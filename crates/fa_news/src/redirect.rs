use std::time::Duration;

use base64::alphabet;
use base64::engine::{DecodePaddingMode, GeneralPurpose, GeneralPurposeConfig};
use base64::Engine;
use fa_core::{Error, Result};
use reqwest::Client;
use scraper::{Html, Selector};
use serde_json::{json, Value};
use tracing::{debug, info, warn};
use url::Url;

use crate::fetcher::BROWSER_USER_AGENT;

pub const GOOGLE_NEWS_HOST: &str = "news.google.com";
const GOOGLE_NEWS_BASE: &str = "https://news.google.com";
const BATCH_EXECUTE_PATH: &str = "/_/DotsSplashUi/data/batchexecute";

/// Leading bytes of a decoded article id.
const ID_FRAME_PREFIX: [u8; 3] = [0x08, 0x13, 0x22];

/// Article ids are URL-safe base64 with or without padding.
const ARTICLE_ID: GeneralPurpose = GeneralPurpose::new(
    &alphabet::URL_SAFE,
    GeneralPurposeConfig::new()
        .with_decode_padding_mode(DecodePaddingMode::Indifferent)
        .with_decode_allow_trailing_bits(true),
);

#[derive(Debug, Clone, PartialEq, Eq)]
struct DecodingParams {
    signature: String,
    timestamp: String,
}

/// Turns Google News redirect links into the publisher's URL.
///
/// Resolution is best effort: any failure is logged and the input is
/// returned unchanged.
#[derive(Debug, Clone)]
pub struct RedirectResolver {
    client: Client,
    base_url: String,
}

impl RedirectResolver {
    pub fn new() -> Result<Self> {
        Self::with_base_url(GOOGLE_NEWS_BASE)
    }

    /// `base_url` replaces `https://news.google.com` for the online lookups.
    pub fn with_base_url(base_url: impl Into<String>) -> Result<Self> {
        let client = Client::builder()
            .user_agent(BROWSER_USER_AGENT)
            .timeout(Duration::from_secs(10))
            .build()?;
        Ok(Self {
            client,
            base_url: base_url.into().trim_end_matches('/').to_string(),
        })
    }

    pub fn is_aggregator_url(url: &str) -> bool {
        article_id(url).is_some()
    }

    pub async fn resolve(&self, url: &str) -> String {
        let Some(id) = article_id(url) else {
            return url.to_string();
        };

        info!("🔗 Decoding Google News URL: {}", url);
        match self.decode(&id).await {
            Ok(decoded) if !decoded.is_empty() => {
                info!("🔗 Decoded URL: {}", decoded);
                decoded
            }
            Ok(_) => {
                warn!("⚠️ Google News decode returned an empty URL, keeping {}", url);
                url.to_string()
            }
            Err(e) => {
                warn!("⚠️ Failed to decode Google News URL {}: {}", url, e);
                url.to_string()
            }
        }
    }

    async fn decode(&self, id: &str) -> Result<String> {
        if let Some(url) = decode_offline(id) {
            debug!("Decoded article id without a network round trip");
            return Ok(url);
        }
        let params = self.decoding_params(id).await?;
        self.batch_execute(id, &params).await
    }

    async fn decoding_params(&self, id: &str) -> Result<DecodingParams> {
        let mut last_error = None;
        for prefix in ["articles", "rss/articles"] {
            let url = format!("{}/{}/{}", self.base_url, prefix, id);
            let page = match self.client.get(&url).send().await.and_then(|r| r.error_for_status()) {
                Ok(response) => response.text().await?,
                Err(e) => {
                    debug!("Decoding params not available at {}: {}", url, e);
                    last_error = Some(Error::from(e));
                    continue;
                }
            };
            match parse_decoding_params(&page) {
                Some(params) => return Ok(params),
                None => {
                    last_error = Some(Error::Decode(format!("no signature found at {}", url)));
                }
            }
        }
        Err(last_error.unwrap_or_else(|| Error::Decode("no decoding params".to_string())))
    }

    async fn batch_execute(&self, id: &str, params: &DecodingParams) -> Result<String> {
        let request = format!(
            r#"["garturlreq",[["X","X",["X","X"],null,null,1,1,"US:en",null,1,null,null,null,null,null,0,1],"X","X",1,[1,1,1],1,1,null,0,0,null,0],"{}",{},"{}"]"#,
            id, params.timestamp, params.signature
        );
        let envelope = json!([[["Fbv4je", request]]]);

        let body = self
            .client
            .post(format!("{}{}", self.base_url, BATCH_EXECUTE_PATH))
            .form(&[("f.req", envelope.to_string())])
            .send()
            .await?
            .error_for_status()?
            .text()
            .await?;

        parse_batch_execute(&body)
    }
}

/// The article id of a Google News `/articles/<id>` or `/read/<id>` link.
pub fn article_id(url: &str) -> Option<String> {
    let parsed = Url::parse(url).ok()?;
    if parsed.host_str()? != GOOGLE_NEWS_HOST {
        return None;
    }
    let segments: Vec<&str> = parsed.path_segments()?.filter(|s| !s.is_empty()).collect();
    match segments.as_slice() {
        [.., kind, id] if matches!(*kind, "articles" | "read") => Some(id.to_string()),
        _ => None,
    }
}

/// Legacy ids embed the publisher URL directly in a length-prefixed frame.
pub fn decode_offline(id: &str) -> Option<String> {
    let bytes = ARTICLE_ID.decode(id).ok()?;
    let frame = bytes.strip_prefix(&ID_FRAME_PREFIX[..])?;
    let (len, rest) = read_varint(frame)?;
    let url = std::str::from_utf8(rest.get(..len)?).ok()?;
    if url.starts_with("http://") || url.starts_with("https://") {
        Some(url.to_string())
    } else {
        None
    }
}

fn read_varint(bytes: &[u8]) -> Option<(usize, &[u8])> {
    let mut value = 0usize;
    for (i, byte) in bytes.iter().enumerate().take(4) {
        value |= ((byte & 0x7f) as usize) << (7 * i);
        if byte & 0x80 == 0 {
            return Some((value, &bytes[i + 1..]));
        }
    }
    None
}

fn parse_decoding_params(page: &str) -> Option<DecodingParams> {
    let document = Html::parse_document(page);
    let selector = Selector::parse("c-wiz > div[jscontroller]").ok()?;
    let node = document.select(&selector).next()?;
    Some(DecodingParams {
        signature: node.value().attr("data-n-a-sg")?.to_string(),
        timestamp: node.value().attr("data-n-a-ts")?.to_string(),
    })
}

fn parse_batch_execute(body: &str) -> Result<String> {
    let malformed = || Error::Decode("unexpected batchexecute response".to_string());
    let chunk = body.split("\n\n").nth(1).ok_or_else(malformed)?;
    let outer: Value = serde_json::from_str(chunk).map_err(|_| malformed())?;
    let inner = outer
        .get(0)
        .and_then(|entry| entry.get(2))
        .and_then(Value::as_str)
        .ok_or_else(malformed)?;
    let inner: Value = serde_json::from_str(inner).map_err(|_| malformed())?;
    inner
        .get(1)
        .and_then(Value::as_str)
        .map(str::to_string)
        .ok_or_else(malformed)
}

#[cfg(test)]
mod tests {
    use super::*;
    use httpmock::{Method::GET, Method::POST, MockServer};

    fn encode_id(payload: &[u8]) -> String {
        let mut frame = ID_FRAME_PREFIX.to_vec();
        frame.push(payload.len() as u8);
        frame.extend_from_slice(payload);
        frame.extend_from_slice(&[0xd2, 0x01, 0x00]);
        base64::engine::general_purpose::URL_SAFE_NO_PAD.encode(frame)
    }

    const SIGNATURE_PAGE: &str = r#"<html><body>
        <c-wiz><div jscontroller="aLI87" data-n-a-sg="sig-123" data-n-a-ts="1717000000"></div></c-wiz>
    </body></html>"#;

    const BATCH_RESPONSE: &str = r#")]}'

[["wrb.fr","Fbv4je","[\"garturlres\",\"https://example.com/markets/story\",1]",null,null,null,"generic"],["di",10],["af.httprm",10,"-1",5]]

25
[["e",4,null,null,129]]"#;

    #[test]
    fn test_article_id_patterns() {
        assert_eq!(
            article_id("https://news.google.com/rss/articles/CBMiabc?oc=5").as_deref(),
            Some("CBMiabc")
        );
        assert_eq!(article_id("https://news.google.com/articles/CBMixyz").as_deref(), Some("CBMixyz"));
        assert_eq!(article_id("https://news.google.com/read/CBMi123").as_deref(), Some("CBMi123"));
        assert_eq!(article_id("https://news.google.com/topstories"), None);
        assert_eq!(article_id("https://finance.yahoo.com/articles/abc"), None);
        assert_eq!(article_id("not a url"), None);
        assert!(RedirectResolver::is_aggregator_url("https://news.google.com/rss/articles/CBMiabc"));
    }

    #[test]
    fn test_decode_offline_legacy_id() {
        let id = encode_id(b"https://www.reuters.com/markets/us/stocks-rally");
        assert_eq!(
            decode_offline(&id).as_deref(),
            Some("https://www.reuters.com/markets/us/stocks-rally")
        );
        let padded = base64::engine::general_purpose::URL_SAFE.encode(
            base64::engine::general_purpose::URL_SAFE_NO_PAD.decode(&id).unwrap(),
        );
        assert_eq!(decode_offline(&padded), decode_offline(&id));
    }

    #[test]
    fn test_decode_offline_rejects_new_style_and_garbage() {
        assert_eq!(decode_offline(&encode_id(b"AU_yqLNa_gHw4-TyTZ5Xrot2")), None);
        assert_eq!(decode_offline("!!!not-base64!!!"), None);
        assert_eq!(decode_offline(""), None);
    }

    #[test]
    fn test_read_varint_two_bytes() {
        let (len, rest) = read_varint(&[0xac, 0x02, b'x']).unwrap();
        assert_eq!(len, 300);
        assert_eq!(rest, b"x");
        assert!(read_varint(&[0x80, 0x80, 0x80, 0x80, 0x01]).is_none());
    }

    #[test]
    fn test_parse_batch_execute() {
        assert_eq!(
            parse_batch_execute(BATCH_RESPONSE).unwrap(),
            "https://example.com/markets/story"
        );
        assert!(parse_batch_execute("garbage").is_err());
    }

    #[tokio::test]
    async fn test_resolve_passes_through_non_aggregator_urls() {
        let resolver = RedirectResolver::with_base_url("http://127.0.0.1:9").unwrap();
        let url = "https://finance.yahoo.com/news/nvidia-earnings.html";
        assert_eq!(resolver.resolve(url).await, url);
    }

    #[tokio::test]
    async fn test_resolve_legacy_id_offline() {
        let resolver = RedirectResolver::with_base_url("http://127.0.0.1:9").unwrap();
        let id = encode_id(b"https://money.udn.com/money/story/5612/123");
        let url = format!("https://news.google.com/rss/articles/{}?oc=5", id);
        assert_eq!(resolver.resolve(&url).await, "https://money.udn.com/money/story/5612/123");
    }

    #[tokio::test]
    async fn test_resolve_new_style_id_online() {
        let server = MockServer::start();
        let id = encode_id(b"AU_yqLNa_gHw4-TyTZ5Xrot2");
        let page = server.mock(|when, then| {
            when.method(GET).path(format!("/articles/{}", id));
            then.status(200).body(SIGNATURE_PAGE);
        });
        let batch = server.mock(|when, then| {
            when.method(POST)
                .path(BATCH_EXECUTE_PATH)
                .body_includes("f.req=")
                .body_includes("sig-123");
            then.status(200).body(BATCH_RESPONSE);
        });

        let resolver = RedirectResolver::with_base_url(server.base_url()).unwrap();
        let url = format!("https://news.google.com/rss/articles/{}?oc=5", id);
        let resolved = resolver.resolve(&url).await;

        page.assert();
        batch.assert();
        assert_eq!(resolved, "https://example.com/markets/story");
    }

    #[tokio::test]
    async fn test_resolve_falls_back_to_input_on_failure() {
        let server = MockServer::start();
        let id = encode_id(b"AU_yqLbroken");
        server.mock(|when, then| {
            when.method(GET).path(format!("/articles/{}", id));
            then.status(500);
        });
        server.mock(|when, then| {
            when.method(GET).path(format!("/rss/articles/{}", id));
            then.status(200).body("<html><body>no signature here</body></html>");
        });

        let resolver = RedirectResolver::with_base_url(server.base_url()).unwrap();
        let url = format!("https://news.google.com/rss/articles/{}", id);
        let resolved = resolver.resolve(&url).await;
        assert_eq!(resolved, url);
        assert!(!resolved.is_empty());
    }
}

# # # # # # #

Directions for this task.
Copy out every line of the material above that mentions the word "money".

Written solution.
        let id = encode_id(b"https://money.udn.com/money/story/5612/123");
        assert_eq!(resolver.resolve(&url).await, "https://money.udn.com/money/story/5612/123");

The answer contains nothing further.